By Lucas Zhou

Fresh from the military academy, Colonel Bauer was a quiet young man whose bright, seafoam- green eyes captured the hearts of the high society ladies of Vienna. In normal times he spoke with a soft voice. When a flustered young servant ran into the parlor waving a telegram from Linz in his hands, everything changed. After reading it he jumped up with a sort of excitement which startled his love, the daughter of a steel baron. They had been enjoying a tea together.

“What,” she asked, putting down her book, “is the fuss about?”

“A coach was robbed near Manteau Wood. Driver took a shortcut instead of taking the main roads!” He said. “Among the contents was a serpent that was cast in the silver melted down from an urn that once belonged to Napoleon who had stolen it from Egypt. They say it casts bad omens wherever it is moved, and to that I say good riddance. Once it fell into the hands of a Sicilian fisherman whose town got ruined by a tidal wave. They pried the thing out of his dead hands!”

“Surely you don’t believe in such things? These are only stories, after all, Colonel Bauer,” she said, cocking an eyebrow. “There is nobody who has witnessed the evidence of curses firsthand. I would suggest taking it back.”


“You may be right, Frau Hausner…. but wouldn’t you let things run their natural course?”

“I am a skeptic. A doubter, if you will. And one thing I can tell you for certain, is that luck isn’t truly a miracle. It’s a cascade of events leading to the next, the next, so forth, until we find something, all I have to say is that your soldierly duties are calling.”

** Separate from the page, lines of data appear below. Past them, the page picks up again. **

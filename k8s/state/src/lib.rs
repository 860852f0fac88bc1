//! The control-loop core: change tracking, graph construction and the
//! lowering of the graph into the dataplane IR.
//!
//! The state lives behind a single owner (the change processor); watch
//! events feed it captures, and each `process` call classifies the pending
//! captures and rebuilds the graph when cluster state changed. Rebuilds are
//! sequential and deterministic, which is what makes the status planner's
//! equality-based deduplication possible.

#![deny(warnings, rust_2018_idioms)]
#![forbid(unsafe_code)]

pub mod change;
pub mod conditions;
pub mod dataplane;
pub mod graph;
pub mod sort;

#[cfg(test)]
mod test_util;
#[cfg(test)]
mod tests;

pub use self::change::{ChangeProcessor, ChangeType, Delete, Upsert};
pub use self::graph::{build_graph, Graph};

use ahash::AHashMap as HashMap;
use nginx_gateway_controller_core::ResourceId;
use nginx_gateway_controller_k8s_api::{
    gateway as gw, ConfigMap, Namespace, ObjectMeta, Secret, Service,
};

/// Ports the controller reserves for itself, mapped to what they serve.
/// Listeners may not bind them.
pub type ProtectedPorts = HashMap<i32, String>;

/// The static identity and configuration of this controller instance.
#[derive(Clone, Debug, Default)]
pub struct ControllerConfig {
    /// The `controllerName` this controller answers to, in
    /// `<domain>/<path>` form.
    pub controller_name: String,
    /// Name of the GatewayClass this controller serves.
    pub gateway_class_name: String,
    /// When set, serve only this Gateway instead of running winner
    /// selection.
    pub gateway: Option<ResourceId>,
    pub protected_ports: ProtectedPorts,
}

/// The tracked cluster resources a graph is built from. Replaced piecemeal
/// by captures and read wholesale by rebuilds.
#[derive(Debug, Default)]
pub struct ClusterState {
    pub gateway_classes: HashMap<ResourceId, gw::GatewayClass>,
    pub gateways: HashMap<ResourceId, gw::Gateway>,
    pub http_routes: HashMap<ResourceId, gw::HTTPRoute>,
    pub services: HashMap<ResourceId, Service>,
    pub namespaces: HashMap<ResourceId, Namespace>,
    pub reference_grants: HashMap<ResourceId, gw::ReferenceGrant>,
    pub secrets: HashMap<ResourceId, Secret>,
    pub config_maps: HashMap<ResourceId, ConfigMap>,
    /// Partial metadata of the Gateway API CRDs themselves, for the
    /// bundle-version gate.
    pub gateway_api_crds: HashMap<ResourceId, ObjectMeta>,
    pub backend_tls_policies: HashMap<ResourceId, gw::BackendTLSPolicy>,
}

“I am impressed by your thoughts.” Colonel Bauer ran a hand through his ruffled brown hair, unsure of what to think about what she had just said. “What an interesting proposition that was, Frau Hausner……I should go now.” He picked up his coat from the chaise lounge, curtly put his arms through the sleeves and fastened the buttons. Holding his cap near his heart, he turned to his love.

“I suppose I would be gone for two days at the most.” He said, “There’s no need to worry.”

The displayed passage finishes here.